Aim of the exercise
Write each entry out once more, please, precisely as shown.

Stored data entries
-- Opening Marker --

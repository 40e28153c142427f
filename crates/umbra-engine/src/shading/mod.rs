//! Shading program registry.
//!
//! Programs are loaded by name from a [`ShaderLibrary`] and resolved into a
//! [`ProgramLayout`] of typed handles once. The registry then behaves like GL
//! program state: one program is bound at a time, each program keeps its own
//! uniform values, and binding a program re-pushes the camera to it.
//!
//! All programs share one uniform block ([`DrawUniforms`], declared in
//! `shaders/common.wgsl`) and one bind group convention:
//! - group 0: uniform block at a dynamic offset
//! - group 1: textures (sprite maps for geometry/UI, G-buffer and shadow atlas for shadow/light)

mod error;
mod layout;
mod library;
mod program;
mod registry;
mod uniforms;

pub use error::ShaderError;
pub use layout::ProgramLayout;
pub use library::{ProgramSource, ShaderLibrary, PRELUDE};
pub use program::{Attribute, ProgramDesc, ProgramKind, Uniform};
pub use registry::ProgramRegistry;
pub use uniforms::{light_type, DrawUniforms, UniformWriter};
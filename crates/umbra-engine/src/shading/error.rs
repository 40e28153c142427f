use std::io;
use std::path::PathBuf;

use thiserror::Error;

use super::{Attribute, ProgramKind};

/// Program load failure. Treated as fatal by callers.
#[derive(Debug, Error)]
pub enum ShaderError {
    #[error("failed to read shader source {path}")]
    Io {
        path: PathBuf,
        #[source]
        source: io::Error,
    },

    #[error("{program} program: {stage} source has no `fn {entry}`")]
    MissingEntryPoint {
        program: ProgramKind,
        stage: &'static str,
        entry: &'static str,
    },

    #[error("{program} program failed to compile:\n{log}")]
    Compile { program: ProgramKind, log: String },

    #[error("{program} program: vertex input `{}` not found", attribute.name())]
    MissingAttribute {
        program: ProgramKind,
        attribute: Attribute,
    },
}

-- Closing Marker --

Output for this task
repository 40e28153c142427f
filename crates/umbra-engine/src/shading/mod.rs
//! Shading program registry.
//!
//! Programs are loaded by name from a [`ShaderLibrary`] and resolved into a
//! [`ProgramLayout`] of typed handles once. The registry then behaves like GL
//! program state: one program is bound at a time, each program keeps its own
//! uniform values, and binding a program re-pushes the camera to it.
//!
//! All programs share one uniform block ([`DrawUniforms`], declared in
//! `shaders/common.wgsl`) and one bind group convention:
//! - group 0: uniform block at a dynamic offset
//! - group 1: textures (sprite maps for geometry/UI, G-buffer and shadow atlas for shadow/light)

mod error;
mod layout;
mod library;
mod program;
mod registry;
mod uniforms;

pub use error::ShaderError;
pub use layout::ProgramLayout;
pub use library::{ProgramSource, ShaderLibrary, PRELUDE};
pub use program::{Attribute, ProgramDesc, ProgramKind, Uniform};
pub use registry::ProgramRegistry;
pub use uniforms::{light_type, DrawUniforms, UniformWriter};
filename crates/umbra-engine/src/shading/error.rs
repository 40e28153c142427f
use std::io;
use std::path::PathBuf;

use thiserror::Error;

use super::{Attribute, ProgramKind};

/// Program load failure. Treated as fatal by callers.
#[derive(Debug, Error)]
pub enum ShaderError {
    #[error("failed to read shader source {path}")]
    Io {
        path: PathBuf,
        #[source]
        source: io::Error,
    },

    #[error("{program} program: {stage} source has no `fn {entry}`")]
    MissingEntryPoint {
        program: ProgramKind,
        stage: &'static str,
        entry: &'static str,
    },

    #[error("{program} program failed to compile:\n{log}")]
    Compile { program: ProgramKind, log: String },

    #[error("{program} program: vertex input `{}` not found", attribute.name())]
    MissingAttribute {
        program: ProgramKind,
        attribute: Attribute,
    },
}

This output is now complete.